[Opening EXTRACTED RECORDS section]

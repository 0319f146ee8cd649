use std::collections::HashMap;

use serde::Deserialize;

use crate::client::{evaluate_response, BaseClient};
use crate::error::CatalogError;
use crate::lenient::null_as_default;
use crate::search_api::query::SearchParams;
use crate::search_api::survey::Survey;

/// Body returned by the search endpoint.
#[derive(Debug, Default, Deserialize)]
pub struct SearchResponse {
    #[serde(default, deserialize_with = "null_as_default")]
    pub result: SearchResults,
}

#[derive(Debug, Default, Deserialize)]
pub struct SearchResults {
    #[serde(default, deserialize_with = "null_as_default")]
    pub rows: Vec<Survey>,
}

/// Searches the catalog for surveys matching the given filters.
///
/// Sends a GET request to `<catalog>/search` with the non-zero fields of
/// `params` as query parameters and decodes every row of `result.rows` into a
/// [`Survey`].
///
/// # Arguments
///
/// * `client` - A reference to the `BaseClient` instance used to send the request.
/// * `params` - The search filters.
///
/// # Returns
///
/// The surveys in the order returned by the catalog.
///
/// # Errors
///
/// Returns a [`CatalogError::Fetch`] for non-2xx responses and a
/// [`CatalogError::App`] if the request fails or a row cannot be decoded.
pub async fn search(
    client: &BaseClient,
    params: &SearchParams,
) -> Result<Vec<Survey>, CatalogError> {
    let params: HashMap<String, String> = params.into();
    let response = client.get(&["search"], Some(params)).await;

    let body = evaluate_response::<SearchResponse>(response).await?;

    Ok(body.result.rows)
}
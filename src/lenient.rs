//! Lenient decoding for fields the catalog serializes inconsistently.
//!
//! Depending on the NADA installation and record, fields such as `year_start`
//! arrive as `2020`, `"2020"`, `""` or `null`. Records are normalized here
//! before they reach the typed structs, so the structs themselves can use
//! plain integer and string fields.

use serde::{Deserialize, Deserializer};
use serde_json::{Map, Value};
use thiserror::Error;

/// Errors raised while coercing a loosely typed field.
#[derive(Debug, Error)]
pub enum LenientError {
    #[error("failed to convert field '{field}' to int: {value:?} is not an integer")]
    InvalidInteger { field: String, value: String },

    #[error("unexpected type for field '{field}': {kind}")]
    UnexpectedType { field: String, kind: &'static str },

    #[error("failed to decode record: {0}")]
    Record(#[from] serde_json::Error),
}

/// Coerces a single JSON value into an integer.
///
/// * `null` or a missing value → `0`
/// * number → truncated towards zero
/// * `""` → `0`
/// * any other string → parsed as a base-10 integer
///
/// # Arguments
/// * `field` - Name of the field, used in error messages.
/// * `value` - The raw value, `None` if the field is absent.
pub fn coerce_int(field: &str, value: Option<&Value>) -> Result<i64, LenientError> {
    match value {
        None | Some(Value::Null) => Ok(0),
        Some(Value::Number(number)) => match number.as_i64() {
            Some(int) => Ok(int),
            None => Ok(number.as_f64().map(|f| f.trunc() as i64).unwrap_or(0)),
        },
        Some(Value::String(s)) if s.is_empty() => Ok(0),
        Some(Value::String(s)) => s.parse::<i64>().map_err(|_| LenientError::InvalidInteger {
            field: field.to_string(),
            value: s.clone(),
        }),
        Some(other) => Err(LenientError::UnexpectedType {
            field: field.to_string(),
            kind: json_kind(other),
        }),
    }
}

/// Rewrites the given integer fields of a raw record in place.
///
/// Every listed field ends up as a JSON integer, including fields that were
/// absent. Runs before the record is decoded into its typed struct.
pub fn normalize_int_fields(
    record: &mut Map<String, Value>,
    fields: &[&str],
) -> Result<(), LenientError> {
    for field in fields {
        let int = coerce_int(field, record.get(*field))?;
        record.insert((*field).to_string(), Value::from(int));
    }

    Ok(())
}

/// Deserializes a value that may be `null`, yielding `T::default()` instead.
///
/// Pair with `#[serde(default)]` so a missing key and an explicit `null`
/// decode the same way, e.g. an empty string or an empty list.
pub fn null_as_default<'de, D, T>(deserializer: D) -> Result<T, D::Error>
where
    D: Deserializer<'de>,
    T: Default + Deserialize<'de>,
{
    Ok(Option::<T>::deserialize(deserializer)?.unwrap_or_default())
}

fn json_kind(value: &Value) -> &'static str {
    match value {
        Value::Null => "null",
        Value::Bool(_) => "bool",
        Value::Number(_) => "number",
        Value::String(_) => "string",
        Value::Array(_) => "array",
        Value::Object(_) => "object",
    }
}

#[cfg(test)]
mod tests {
    use serde_json::json;

    use super::*;

    #[test]
    fn test_coerce_int_accepts_number_string_empty_and_null() {
        let cases = [
            (json!(2020), 2020),
            (json!("2020"), 2020),
            (json!(""), 0),
            (json!(null), 0),
        ];

        for (value, expected) in cases {
            let result = coerce_int("year_start", Some(&value)).expect("Could not coerce value");
            assert_eq!(result, expected, "Unexpected result for {value}");
        }
    }

    #[test]
    fn test_coerce_int_missing_is_zero() {
        assert_eq!(coerce_int("varcount", None).unwrap(), 0);
    }

    #[test]
    fn test_coerce_int_truncates_floats() {
        assert_eq!(coerce_int("varcount", Some(&json!(85.9))).unwrap(), 85);
        assert_eq!(coerce_int("varcount", Some(&json!(-3.7))).unwrap(), -3);
    }

    #[test]
    fn test_coerce_int_rejects_non_numeric_string() {
        let err = coerce_int("year_start", Some(&json!("abc"))).unwrap_err();

        match err {
            LenientError::InvalidInteger { field, value } => {
                assert_eq!(field, "year_start");
                assert_eq!(value, "abc");
            }
            other => panic!("Expected InvalidInteger, got {other:?}"),
        }
    }

    #[test]
    fn test_coerce_int_rejects_other_types() {
        let err = coerce_int("year_end", Some(&json!([2020]))).unwrap_err();
        assert!(matches!(
            err,
            LenientError::UnexpectedType { kind: "array", .. }
        ));
    }

    #[test]
    fn test_normalize_int_fields_fills_missing_fields() {
        let mut record = json!({"idno": "X", "year_start": "2019", "year_end": null})
            .as_object()
            .cloned()
            .unwrap();

        normalize_int_fields(&mut record, &["year_start", "year_end", "varcount"]).unwrap();

        assert_eq!(record["year_start"], json!(2019));
        assert_eq!(record["year_end"], json!(0));
        assert_eq!(record["varcount"], json!(0));
        assert_eq!(record["idno"], json!("X"));
    }

    #[test]
    fn test_null_as_default_string() {
        #[derive(Deserialize)]
        struct Record {
            #[serde(default, deserialize_with = "null_as_default")]
            title: String,
        }

        let record: Record = serde_json::from_value(json!({"title": null})).unwrap();
        assert_eq!(record.title, "");

        let record: Record = serde_json::from_value(json!({})).unwrap();
        assert_eq!(record.title, "");

        let record: Record = serde_json::from_value(json!({"title": "HFS"})).unwrap();
        assert_eq!(record.title, "HFS");
    }

    #[test]
    fn test_null_as_default_list() {
        #[derive(Deserialize)]
        struct Listing {
            #[serde(default, deserialize_with = "null_as_default")]
            rows: Vec<Map<String, Value>>,
        }

        let listing: Listing = serde_json::from_value(json!({"rows": null})).unwrap();
        assert!(listing.rows.is_empty());

        let listing: Listing = serde_json::from_value(json!({"rows": [{"idno": "X"}]})).unwrap();
        assert_eq!(listing.rows.len(), 1);

        // A null list is tolerated, a list of the wrong shape is not
        assert!(serde_json::from_value::<Listing>(json!({"rows": "none"})).is_err());
    }
}
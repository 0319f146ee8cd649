use serde::{Deserialize, Serialize};
use serde_json::Value;

use crate::client::{evaluate_response, BaseClient};
use crate::error::CatalogError;

/// Metadata of a single survey.
#[derive(Debug, Clone, PartialEq, Serialize)]
pub struct SurveyMeta {
    pub idno: String,
    /// The `dataset` document as returned by the catalog.
    pub data: Value,
}

#[derive(Debug, Deserialize)]
struct SurveyMetaResponse {
    #[serde(default)]
    dataset: Value,
}

/// Retrieves the metadata of the survey identified by `idno`.
///
/// Sends a GET request to `<catalog>/{idno}` and keeps the `dataset` field of
/// the response as an untyped JSON document. Its shape depends on the
/// metadata schema of the survey (DDI, geospatial, time series, ...).
///
/// # Arguments
///
/// * `client` - A reference to the `BaseClient` instance used to send the request.
/// * `idno` - Identifier of the survey, as found in [`crate::search_api::survey::Survey::idno`].
///
/// # Returns
///
/// A `Result` wrapping the `SurveyMeta` on success, or a `CatalogError` on failure.
pub async fn get_survey_meta(client: &BaseClient, idno: &str) -> Result<SurveyMeta, CatalogError> {
    let response = client.get(&[idno], None).await;
    let body = evaluate_response::<SurveyMetaResponse>(response).await?;

    Ok(SurveyMeta {
        idno: idno.to_string(),
        data: body.dataset,
    })
}

#[cfg(test)]
mod tests {
    use httpmock::prelude::*;

    use crate::error::APP_ERROR_CODE;

    use super::*;

    const IDNO: &str = "ARG_2021_HFS-Q1Q2_v01_M";
    const SURVEY_META_RESPONSE: &str = include_str!("../../../tests/fixtures/survey_meta.json");

    #[tokio::test]
    async fn test_get_survey_meta() {
        // Arrange
        let server = MockServer::start_async().await;
        let mock = server
            .mock_async(|when, then| {
                when.method(GET).path(format!("/api/catalog/{IDNO}"));
                then.status(200).body(SURVEY_META_RESPONSE);
            })
            .await;

        let client = BaseClient::new(&server.url("/api/catalog"));

        // Act
        let meta = get_survey_meta(&client, IDNO)
            .await
            .expect("Could not get survey metadata");

        // Assert
        mock.assert_async().await;
        assert_eq!(meta.idno, IDNO);
        assert_eq!(meta.data["idno"], IDNO);
        assert_eq!(
            meta.data["metadata"]["study_desc"]["title_statement"]["alt_title"],
            "HFS-Q1Q2 2021"
        );
    }

    #[tokio::test]
    async fn test_get_survey_meta_without_dataset() {
        let server = MockServer::start_async().await;
        server
            .mock_async(|when, then| {
                when.method(GET).path(format!("/{IDNO}"));
                then.status(200).body(r#"{"status": "success"}"#);
            })
            .await;

        let client = BaseClient::new(&server.base_url());
        let meta = get_survey_meta(&client, IDNO).await.unwrap();

        assert_eq!(meta.idno, IDNO);
        assert!(meta.data.is_null());
    }

    #[tokio::test]
    async fn test_get_survey_meta_not_found() {
        let server = MockServer::start_async().await;
        server
            .mock_async(|when, then| {
                when.method(GET).path(format!("/{IDNO}"));
                then.status(404).body("404 page not found");
            })
            .await;

        let client = BaseClient::new(&server.base_url());
        let err = get_survey_meta(&client, IDNO).await.unwrap_err();

        assert_eq!(err, CatalogError::fetch(404));
    }

    #[tokio::test]
    async fn test_get_survey_meta_invalid_json() {
        let server = MockServer::start_async().await;
        server
            .mock_async(|when, then| {
                when.method(GET).path(format!("/{IDNO}"));
                then.status(200).body("invalid json");
            })
            .await;

        let client = BaseClient::new(&server.base_url());
        let err = get_survey_meta(&client, IDNO).await.unwrap_err();

        assert!(err.is_app());
    }

    #[tokio::test]
    async fn test_get_survey_meta_transport_failure() {
        let client = BaseClient::new("http://127.0.0.1:1");
        let err = get_survey_meta(&client, IDNO).await.unwrap_err();

        assert!(err.is_app());
        assert_eq!(err.status_code(), APP_ERROR_CODE);
    }
}
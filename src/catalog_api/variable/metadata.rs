use serde::{Deserialize, Serialize};
use serde_json::Value;

use crate::client::{evaluate_response, BaseClient};
use crate::error::CatalogError;

/// Metadata of a single variable.
#[derive(Debug, Clone, PartialEq, Serialize)]
pub struct Variable {
    pub idno: String,
    pub vid: String,
    /// The `variable` document as returned by the catalog.
    pub data: Value,
}

#[derive(Debug, Deserialize)]
struct VariableResponse {
    #[serde(default)]
    variable: Value,
}

/// Retrieves the metadata of variable `vid` in survey `idno`.
///
/// Sends a GET request to `<catalog>/{idno}/variables/{vid}` and keeps the
/// `variable` field of the response as an untyped JSON document.
///
/// # Arguments
///
/// * `client` - A reference to the `BaseClient` instance used to send the request.
/// * `idno` - Identifier of the survey.
/// * `vid` - Identifier of the variable, e.g. taken from `Variables::vids`.
///
/// # Returns
///
/// A `Result` wrapping the `Variable` on success, or a `CatalogError` on failure.
pub async fn get_variable_meta(
    client: &BaseClient,
    idno: &str,
    vid: &str,
) -> Result<Variable, CatalogError> {
    let response = client.get(&[idno, "variables", vid], None).await;
    let body = evaluate_response::<VariableResponse>(response).await?;

    Ok(Variable {
        idno: idno.to_string(),
        vid: vid.to_string(),
        data: body.variable,
    })
}

#[cfg(test)]
mod tests {
    use httpmock::prelude::*;

    use crate::error::APP_ERROR_CODE;

    use super::*;

    const IDNO: &str = "ARG_2021_HFS-Q1Q2_v01_M";
    const VID: &str = "V2";
    const VARIABLE_RESPONSE: &str = include_str!("../../../tests/fixtures/variable.json");

    #[tokio::test]
    async fn test_get_variable_meta() {
        // Arrange
        let server = MockServer::start_async().await;
        let mock = server
            .mock_async(|when, then| {
                when.method(GET)
                    .path(format!("/api/catalog/{IDNO}/variables/{VID}"));
                then.status(200).body(VARIABLE_RESPONSE);
            })
            .await;

        let client = BaseClient::new(&server.url("/api/catalog"));

        // Act
        let variable = get_variable_meta(&client, IDNO, VID)
            .await
            .expect("Could not get variable metadata");

        // Assert
        mock.assert_async().await;
        assert_eq!(variable.idno, IDNO);
        assert_eq!(variable.vid, VID);
        assert_eq!(variable.data["name"], "country");
        assert_eq!(variable.data["metadata"]["var_catgry"][0]["labl"], "Argentina");
    }

    #[tokio::test]
    async fn test_get_variable_meta_not_found() {
        let server = MockServer::start_async().await;
        server
            .mock_async(|when, then| {
                when.method(GET).path(format!("/{IDNO}/variables/{VID}"));
                then.status(404).body("404 page not found");
            })
            .await;

        let client = BaseClient::new(&server.base_url());
        let err = get_variable_meta(&client, IDNO, VID).await.unwrap_err();

        assert_eq!(err, CatalogError::fetch(404));
    }

    #[tokio::test]
    async fn test_get_variable_meta_invalid_json() {
        let server = MockServer::start_async().await;
        server
            .mock_async(|when, then| {
                when.method(GET).path(format!("/{IDNO}/variables/{VID}"));
                then.status(200).body("invalid json");
            })
            .await;

        let client = BaseClient::new(&server.base_url());
        let err = get_variable_meta(&client, IDNO, VID).await.unwrap_err();

        assert!(err.is_app());
    }

    #[tokio::test]
    async fn test_get_variable_meta_transport_failure() {
        let client = BaseClient::new("http://127.0.0.1:1");
        let err = get_variable_meta(&client, IDNO, VID).await.unwrap_err();

        assert!(err.is_app());
        assert_eq!(err.status_code(), APP_ERROR_CODE);
    }
}
use std::collections::HashMap;
use std::str::FromStr;

use lazy_static::lazy_static;
use serde::{Deserialize, Serialize};
use structopt::StructOpt;

use crate::cli::base::{block_on, evaluate_and_print_response, Matcher};
use crate::client::BaseClient;
use crate::search_api;

lazy_static! {
    /// A static mapping of field names to their corresponding query parameter names.
    /// Fields that are missing here are sent under their own name.
    static ref KEY_MAPPINGS: HashMap<&'static str, &'static str> = {
        let mut m = HashMap::new();
        m.insert("keywords", "sk");
        m.insert("from_year", "from");
        m.insert("to_year", "to");
        m.insert("page_size", "ps");
        m
    };
}

/// Sort directions accepted by the catalog.
pub const SORT_ORDERS: [&str; 2] = ["asc", "desc"];

/// A value that can be sent as a query parameter.
///
/// Zero values (`0`, `""`, `false`) map to `None` and are left out of
/// the request, so the catalog falls back to its own defaults for them.
pub trait QueryValue {
    fn to_query_value(&self) -> Option<String>;
}

impl QueryValue for String {
    fn to_query_value(&self) -> Option<String> {
        (!self.is_empty()).then(|| self.clone())
    }
}

impl QueryValue for u32 {
    fn to_query_value(&self) -> Option<String> {
        (*self != 0).then(|| self.to_string())
    }
}

impl QueryValue for bool {
    fn to_query_value(&self) -> Option<String> {
        self.then(|| "true".to_string())
    }
}

/// Macro to insert a field into the parameters map if it holds a non-zero value.
///
/// # Arguments
///
/// * `$obj` - The object containing the field
/// * `$field` - The field name to check and insert
/// * `$params` - The parameters map to insert into
macro_rules! insert_if_set {
    ($obj:expr, $field:ident, $params:expr) => {
        if let Some(value) = QueryValue::to_query_value(&$obj.$field) {
            let key = KEY_MAPPINGS
                .get(stringify!($field))
                .unwrap_or(&stringify!($field))
                .to_string();
            $params.insert(key, value);
        }
    };
}

/// Filters accepted by the catalog search endpoint.
///
/// `Default` yields the catalog's usual first page: 30 results sorted by year
/// in ascending order, returned as JSON, with ISO country codes included.
#[derive(Debug, Clone, PartialEq, Serialize, Deserialize, StructOpt)]
#[structopt(about = "Search the survey catalog")]
pub struct SearchParams {
    /// Keywords to search for.
    #[structopt(short = "k", long = "keywords", default_value = "")]
    pub keywords: String,

    /// Earliest collection year.
    #[structopt(long = "from", default_value = "0")]
    pub from_year: u32,

    /// Latest collection year.
    #[structopt(long = "to", default_value = "0")]
    pub to_year: u32,

    /// Country name or ISO code.
    #[structopt(short, long, default_value = "")]
    pub country: String,

    /// Whether country filters match ISO codes.
    #[structopt(long, parse(try_from_str), default_value = "true")]
    pub inc_iso: bool,

    /// Only return surveys created on or after this date.
    #[structopt(long, default_value = "")]
    pub created: String,

    /// Dataset type, e.g. `survey`, `geospatial` or `timeseries`.
    #[structopt(long, default_value = "")]
    pub dtype: String,

    /// Number of results per page.
    #[structopt(long = "page-size", default_value = "30")]
    pub page_size: u32,

    /// Page number, starting at 1.
    #[structopt(long, default_value = "1")]
    pub page: u32,

    /// Field to sort results by.
    #[structopt(long = "sort-by", default_value = "year")]
    pub sort_by: String,

    /// Sort direction, `asc` or `desc`.
    #[structopt(
        long = "sort-order",
        default_value = "asc",
        possible_values = &SORT_ORDERS,
        case_insensitive = true
    )]
    pub sort_order: String,

    /// Response format requested from the catalog.
    #[structopt(long, default_value = "json")]
    pub format: String,
}

impl Default for SearchParams {
    fn default() -> Self {
        SearchParams {
            keywords: String::new(),
            from_year: 0,
            to_year: 0,
            country: String::new(),
            inc_iso: true,
            created: String::new(),
            dtype: String::new(),
            page_size: 30,
            page: 1,
            sort_by: "year".to_string(),
            sort_order: "asc".to_string(),
            format: "json".to_string(),
        }
    }
}

impl SearchParams {
    /// Converts the `SearchParams` instance into a map of query parameters.
    ///
    /// Fields holding a zero value are omitted. Field names are translated to
    /// the parameter names the catalog expects through `KEY_MAPPINGS`.
    ///
    /// # Returns
    /// A `HashMap` containing the query parameters as key-value pairs.
    pub fn to_query_params(&self) -> HashMap<String, String> {
        let mut params = HashMap::new();

        insert_if_set!(self, keywords, params);
        insert_if_set!(self, from_year, params);
        insert_if_set!(self, to_year, params);
        insert_if_set!(self, country, params);
        insert_if_set!(self, inc_iso, params);
        insert_if_set!(self, created, params);
        insert_if_set!(self, dtype, params);
        insert_if_set!(self, page_size, params);
        insert_if_set!(self, page, params);
        insert_if_set!(self, sort_by, params);
        insert_if_set!(self, sort_order, params);
        insert_if_set!(self, format, params);

        params
    }
}

impl From<&SearchParams> for HashMap<String, String> {
    fn from(params: &SearchParams) -> Self {
        params.to_query_params()
    }
}

/// Creates default search parameters with the given keywords.
impl FromStr for SearchParams {
    type Err = String;

    fn from_str(s: &str) -> Result<Self, Self::Err> {
        Ok(SearchParams {
            keywords: s.to_string(),
            ..Default::default()
        })
    }
}

/// Runs the search from the command line and prints the matching surveys.
impl Matcher for SearchParams {
    fn process(self, client: &BaseClient) {
        let response = block_on(search_api::search(client, &self));
        evaluate_and_print_response(response);
    }
}
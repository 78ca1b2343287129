use crate::ui::messages;
use std::time::Duration;

/// Something worth telling the user about while a lookup runs
#[derive(Debug, Clone, PartialEq, Eq)]
pub enum Diagnostic {
    UnsupportedPlatform(String),
    PrivilegeRequired(String),
    CommandFailed(String),
    Timeout(Duration),
    Unexpected(String),
    NameResolved(String),
    NoNetwork,
    NoPassword,
}

/// Sink for diagnostics emitted by the detector and the query.
///
/// Injected so callers decide where messages go. The CLI forwards them to
/// the `log` facade; tests collect them.
pub trait Reporter {
    fn report(&self, diagnostic: Diagnostic);
}

/// Forwards diagnostics to the `log` facade
#[derive(Debug, Default, Clone, Copy)]
pub struct LogReporter;

impl Reporter for LogReporter {
    fn report(&self, diagnostic: Diagnostic) {
        match diagnostic {
            Diagnostic::UnsupportedPlatform(id) => {
                log::warn!("Unsupported operating system: {}", id)
            }
            Diagnostic::PrivilegeRequired(msg) => {
                log::warn!("{}", messages::PERMISSION_ERROR);
                log::debug!("{}", msg);
            }
            Diagnostic::CommandFailed(msg) => log::warn!("Command execution error: {}", msg),
            Diagnostic::Timeout(after) => log::warn!("Command timed out after {:?}", after),
            Diagnostic::Unexpected(msg) => log::warn!("Unexpected error: {}", msg),
            // The name is shown by the front end; keep it out of default logs
            Diagnostic::NameResolved(_) => log::debug!("Active network resolved"),
            Diagnostic::NoNetwork => log::debug!("{}", messages::NO_WIFI),
            Diagnostic::NoPassword => log::debug!("No stored password for the active network"),
        }
    }
}
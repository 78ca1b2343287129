// UI and formatting module

pub mod display;
pub mod formatters;
pub mod messages;

// Re-export commonly used items for cleaner imports
pub use display::display_network_info;
pub use formatters::{format_network_info, format_password, rule};
// wifipass library - public API

// Re-export error types
pub mod error;
pub use error::{ExecutionError, Result, WifiError};

// Module declarations
pub mod commands;
pub mod core;
pub mod platform;
pub mod ui;

// Re-export commonly used types
pub use crate::core::{NetworkInfo, NetworkInfoQuery, Password, QueryConfig};
pub use crate::platform::PlatformKind;

// Initialize logging
pub fn init_logging(verbose: bool) {
    let level = if verbose {
        log::LevelFilter::Debug
    } else {
        log::LevelFilter::Info
    };
    env_logger::Builder::new()
        .filter_level(level)
        .parse_default_env()
        .init();
}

[Closing EXTRACTED RECORDS section]

* **PROBLEM DESCRIPTION**: Begin with the line above that has "let body = evaluate_response::<SearchResponse>(response).await?;" and continue through the line that has "String, value: String", setting each one down exactly. Stop there.

* **EXERCISE SOLUTION**:
    let body = evaluate_response::<SearchResponse>(response).await?;

    Ok(body.result.rows)
}
filename src/lenient.rs
//! Lenient decoding for fields the catalog serializes inconsistently.
//!
//! Depending on the NADA installation and record, fields such as `year_start`
//! arrive as `2020`, `"2020"`, `""` or `null`. Records are normalized here
//! before they reach the typed structs, so the structs themselves can use
//! plain integer and string fields.

use serde::{Deserialize, Deserializer};
use serde_json::{Map, Value};
use thiserror::Error;

/// Errors raised while coercing a loosely typed field.
#[derive(Debug, Error)]
pub enum LenientError {
    #[error("failed to convert field '{field}' to int: {value:?} is not an integer")]
    InvalidInteger { field: String, value: String },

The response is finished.